Blood diamonds will flood back into the worldwide market unless a way is found to bring Zimbabwe back under global control at a key meeting next week, according to one of the world’s biggest diamond tycoons.
Willie Nagel, founding father of the Kimberley Process — a group made up of government, human rights and diamond-industry officials to prevent the trading of diamonds that could be used for financing wars — has warned that Zimbabwe is not adhering to the “clean trade” system.
But, he said, unless the country is swiftly bought back into the international fold, it will destabilise the market by saturating the world with non-approved diamonds.
Harare insists it has complied with Kimberley’s demands. They point to a recent positive report from the regulator’s monitors. But human rights groups say abuses continue to take place in the Marange diamond fields. They cite the massacre of hundreds of illegal diggers and say soldiers are still engaging in forced labour, torture and harassment.
There are also fears that profits from the industry could be used to fund President Robert Mugabe’s cash-strapped Zanu-PF party at the expense of the country’s rival-in-government, the Movement for Democratic Change.
Zimbabwe’s minister of mines and mining development, Obert Moses Mpofu, has said that his country plans to begin selling diamonds from the Marange immediately, regardless of whether the Kimberley Process gives its approval next week.
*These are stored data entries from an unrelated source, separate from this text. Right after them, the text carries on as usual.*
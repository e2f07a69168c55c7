//! Per-model id index

use std::collections::HashMap;

use crate::node::{Node, WeakNode};

/// Map from stable id to live node, plus the monotonic id allocator.
///
/// Entries are weak: the index never keeps a node alive. Nodes
/// unregister themselves when dropped, except while the model is
/// clearing, in which case the whole map is thrown away at the end.
pub(crate) struct IdIndex {
    map: HashMap<u64, WeakNode>,
    max_id: u64,
}

impl IdIndex {
    pub fn new() -> Self {
        Self {
            map: HashMap::new(),
            max_id: 0,
        }
    }

    /// Register `node`. A positive `id` comes from deserialized state and
    /// is kept as-is; zero means "assign the next id". Returns the final
    /// id.
    pub fn add(&mut self, node: &Node, id: u64) -> u64 {
        let id = if id > 0 {
            self.max_id = self.max_id.max(id);
            id
        } else {
            self.max_id += 1;
            self.max_id
        };
        self.map.insert(id, node.downgrade());
        id
    }

    pub fn remove(&mut self, id: u64) {
        self.map.remove(&id);
    }

    pub fn get(&self, id: u64) -> Option<Node> {
        self.map.get(&id).and_then(WeakNode::upgrade)
    }

    pub fn clear(&mut self) {
        self.map.clear();
        self.max_id = 0;
    }

    pub fn len(&self) -> usize {
        self.map.len()
    }
}

#[cfg(test)]
mod tests {
    use super::*;
    use crate::node::BytesNode;

    #[test]
    fn test_fresh_ids_count_up() {
        let mut index = IdIndex::new();
        let a = BytesNode::new().into_node();
        let b = BytesNode::new().into_node();
        assert_eq!(index.add(&a, 0), 1);
        assert_eq!(index.add(&b, 0), 2);
        assert_eq!(index.get(1).unwrap(), a);
        assert_eq!(index.get(2).unwrap(), b);
    }

    #[test]
    fn test_preserved_ids_advance_the_allocator() {
        let mut index = IdIndex::new();
        let a = BytesNode::new().into_node();
        let b = BytesNode::new().into_node();
        assert_eq!(index.add(&a, 7), 7);
        assert_eq!(index.add(&b, 0), 8);
    }

    #[test]
    fn test_removed_ids_resolve_to_nothing() {
        let mut index = IdIndex::new();
        let a = BytesNode::new().into_node();
        let id = index.add(&a, 0);
        index.remove(id);
        assert!(index.get(id).is_none());
        assert_eq!(index.len(), 0);
    }

    #[test]
    fn test_entries_are_weak() {
        let mut index = IdIndex::new();
        let id = {
            let a = BytesNode::new().into_node();
            index.add(&a, 0)
        };
        // The node is gone; the stale entry resolves to nothing.
        assert!(index.get(id).is_none());
    }

    #[test]
    fn test_clear_resets_the_allocator() {
        let mut index = IdIndex::new();
        let a = BytesNode::new().into_node();
        index.add(&a, 5);
        index.clear();
        assert_eq!(index.add(&a, 0), 1);
    }
}
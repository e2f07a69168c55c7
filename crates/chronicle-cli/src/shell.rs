//! Interactive shell over a model and the in-memory engine

use std::collections::HashMap;
use std::fs;

use chronicle_model::{
    BytesNode, MappingNode, MemoryEngine, Model, Node, NodeType, Property, SheetNode, StepMessage,
    StructNode, VectorNode,
};
use chronicle_stream::{StreamReader, StreamWriter};
use chronicle_variant::Variant;
use rustyline::error::ReadlineError;
use rustyline::DefaultEditor;

use crate::render::print_node;

const HELP: &str = "\
Workspace
  new bytes [text] | new vector | new mapping | new sheet | new struct <arity>
                           create a free node, named n1, n2, ...
  ls                       list free workspace nodes

Transactions
  begin                    open a transaction
  commit [k=v ...]         commit with an optional message
  abort                    roll the open transaction back
  undo | redo              step through committed history
  steps                    show min/current/max step counters

Tree (paths are /seg/seg; segments index by position, key or sheet id)
  setroot <name|->         set the model root (within a transaction)
  print [path]             print the subtree at path (default root)
  bins <path> <i> <text>   insert text into a bytes node
  brep <path> <i> <text>   replace text in a bytes node
  brm <path> <i> <n>       remove bytes
  vins <path> <i> <name>   insert a workspace node into a vector
  vrm <path> <i> [n]       remove vector children
  vmv <path> <i> <n> <d>   move n children from i to pre-move dest d
  mset <path> <key> <val>  assign a mapping key (see values below)
  sins <path> <name>       insert a workspace node into a sheet
  srm <path> <id>          remove a sheet row by id
  sset <path> <i> <val>    assign a struct slot

Values: '-' empty | @name node | int:N uint:N float:X bool:B | plain text

Documents
  save <file> | load <file>
  reset                    clear model, history and index
  quit";

struct Shell {
    model: Model,
    workspace: HashMap<String, Node>,
    next_name: usize,
}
If fully mined, diamonds could make up 25% of the global supply.
‘Undermine the Kimberley Process’
Nagel told the Guardian that Zimbabwe’s “continued refusal to conform [to the system] will undermine the Kimberley Process and destabilise the whole market”.
It could, he said, lead to the US — the largest diamond market in the world — banning all imported stones, with EU countries following suit.
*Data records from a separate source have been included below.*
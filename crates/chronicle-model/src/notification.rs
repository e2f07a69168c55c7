//! Synchronous notification bus
//!
//! Notifications are delivered on the mutating thread, before and after
//! every structural change. Nodes notify their own subscribers first and
//! bubble action notifications up to the model, which notifies its
//! observers. A panicking subscriber is caught at the dispatch boundary
//! and logged; it must not destabilize the model.
//!
//! Action notifications fire while the mutation (and, during undo/redo,
//! the engine replay) is in flight: handlers may read the tree but must
//! not mutate it, and should defer step-counter queries to `StepChange`.

use std::panic::{catch_unwind, AssertUnwindSafe};
use std::rc::Rc;

use crate::action::Action;

/// One delivery on the notification bus.
#[derive(Debug)]
pub enum Notification<'a> {
    /// Fired before an action's mutation is applied.
    ActionAboutToTrigger(&'a Action),
    /// Fired after an action's mutation is applied.
    ActionTriggered(&'a Action),
    /// Fired after a commit, undo or redo moved the step counter.
    StepChange,
    /// Fired before the model clears all state.
    AboutToReset,
}

impl Notification<'_> {
    /// Action notifications bubble from the node up to the model.
    pub fn is_action(&self) -> bool {
        matches!(
            self,
            Notification::ActionAboutToTrigger(_) | Notification::ActionTriggered(_)
        )
    }

    /// The action carried by an action notification.
    pub fn action(&self) -> Option<&Action> {
        match self {
            Notification::ActionAboutToTrigger(a) | Notification::ActionTriggered(a) => Some(a),
            _ => None,
        }
    }
}

/// Receiver interface for nodes and models.
pub trait Subscriber {
    fn notified(&self, notification: &Notification<'_>);
}

/// Deliver to a snapshot of subscribers, swallowing panics per receiver.
pub(crate) fn dispatch(subscribers: &[Rc<dyn Subscriber>], notification: &Notification<'_>) {
    for subscriber in subscribers {
        let result = catch_unwind(AssertUnwindSafe(|| subscriber.notified(notification)));
        if result.is_err() {
            log::warn!("notification subscriber panicked; continuing dispatch");
        }
    }
}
At a meeting in St Petersburg next week, the World Diamond Council (WDC) will try to establish whether Zimbabwe has met Kimberley’s minimum standards. Their decision will be guided by Boaz Hirsch, the current chairperson of the Kimberley Process, who will be the keynote speaker.
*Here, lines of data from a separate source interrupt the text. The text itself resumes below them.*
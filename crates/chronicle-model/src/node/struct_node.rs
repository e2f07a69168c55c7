//! Struct node: a fixed-arity tuple of property slots

use crate::action::Action;
use crate::model::push_action;
use crate::node::{type_tag, Node, Payload};
use crate::notification::Notification;
use crate::property::Property;

/// Typed facade over a struct node. The arity is fixed at construction;
/// slots start empty.
#[derive(Debug, Clone, PartialEq, Eq)]
pub struct StructNode {
    node: Node,
}

impl StructNode {
    /// Create a free struct node with `arity` empty slots.
    pub fn new(arity: usize) -> Self {
        Self {
            node: Node::from_payload(
                type_tag::STRUCT,
                Payload::Struct(vec![Property::Empty; arity]),
            ),
        }
    }

    pub fn from_node(node: Node) -> Option<Self> {
        node.with_payload(|p| matches!(p, Payload::Struct(_)))
            .then_some(Self { node })
    }

    pub fn node(&self) -> &Node {
        &self.node
    }

    pub fn into_node(self) -> Node {
        self.node
    }

    pub fn arity(&self) -> usize {
        self.node.with_payload(|p| match p {
            Payload::Struct(slots) => slots.len(),
            _ => unreachable!(),
        })
    }

    pub fn get(&self, index: usize) -> Property {
        self.node.with_payload(|p| match p {
            Payload::Struct(slots) => slots
                .get(index)
                .cloned()
                .unwrap_or_else(|| panic!("struct index {} out of range", index)),
            _ => unreachable!(),
        })
    }

    pub fn slots(&self) -> Vec<Property> {
        self.node.with_payload(|p| match p {
            Payload::Struct(slots) => slots.clone(),
            _ => unreachable!(),
        })
    }

    /// Assign `value` to the slot at `index`. Returns `false` when the
    /// slot already holds an equal value.
    pub fn assign(&self, index: usize, value: Property) -> bool {
        assert!(self.node.is_writable(), "struct node is not writable");
        let arity = self.arity();
        assert!(
            index < arity,
            "struct index {} out of range (arity {})",
            index,
            arity
        );

        if self.get(index) == value {
            return false;
        }
        if let Property::Node(child) = &value {
            assert!(child.is_free(), "struct assignment of a non-free node");
        }

        let action = assign_in_tx(&self.node, index, value);
        push_action(&self.node, action);
        true
    }
}

impl From<StructNode> for Node {
    fn from(n: StructNode) -> Node {
        n.node
    }
}

fn slots_mut<'a>(payload: &'a mut Payload) -> &'a mut Vec<Property> {
    match payload {
        Payload::Struct(slots) => slots,
        _ => unreachable!("struct action on a non-struct node"),
    }
}

pub(crate) fn assign_in_tx(node: &Node, index: usize, value: Property) -> Action {
    node.begin_action();

    let old_value = node.with_payload(|p| match p {
        Payload::Struct(slots) => slots[index].clone(),
        _ => unreachable!(),
    });
    let action = Action::StructAssign {
        parent: node.clone(),
        index,
        value,
        old_value,
    };

    node.notify(&Notification::ActionAboutToTrigger(&action));

    if let Action::StructAssign {
        index,
        value,
        old_value,
        ..
    } = &action
    {
        node.with_payload_mut(|p| {
            slots_mut(p)[*index] = value.clone();
        });
        if let Property::Node(old_child) = old_value {
            node.remove_child(old_child);
        }
        if let Property::Node(new_child) = value {
            node.add_child(new_child);
        }
    }

    node.notify(&Notification::ActionTriggered(&action));
    node.end_action();
    action
}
Nagel is asking delegates not to repeat the failure of last month, when international diamond experts meeting in Tel Aviv failed to reach a consensus on whether Zimbabwe’s government is profiting from the diamonds while engaging in human rights abuses.
“We risk upsetting the whole fabric of Kimberley because the find of diamonds in Zimbabwe is such a major one,” said Nagel. “If they begin smuggling their diamonds out to the rest of the world, it would be disastrous: for us and for them.
“If Zimbabwe don’t conform, sooner or later the USA may not allow diamonds in at all,” he warned. “If we can’t sell to the ultimate consumer if diamonds, we’re lost. And then there is also the risk that the EU could come to the same conclusion as the US.
Despite the overall success of the Kimberley Process, blood diamonds are still used to fund human rights abuses. The supermodel Naomi Campbell and actress Mia Farrow have been ordered to testify in court about the gift of blood diamonds they allegedly received from Charles Taylor, former president of Liberia. Taylor is accused of having been paid in rough diamonds for weapons to arm the rebels in Sierra Leone’s bloody civil war.
Concerns over human rights abuses in Zimbabwe are so acute that the European Parliament on Thursday passed a resolution highly critical of Mugabe and his supporters for plundering diamonds for their own financial benefit.
The resolution called for the “revision of the Kimberley Process to take proper account of human rights principles” and for the Zimbabwe government to use diamond revenue to help regenerate the economy as a whole.
Ethical trading
Eli Izhakoff, the WDC’s chairperson, said the WDC meeting next week will “reconfirm our commitment to ethical trading and to the eradication of conflict diamonds from our distribution chain”.
“We will not be assembling in St Petersburg simply to pay lip service to the values upon which the organisation was founded,” he added. “The ongoing situation in Zimbabwe and the dedication of our industry to operate in a transparent and principled manner means that there are burning issues on the table, which we will discuss and for which we will formulate strategies.”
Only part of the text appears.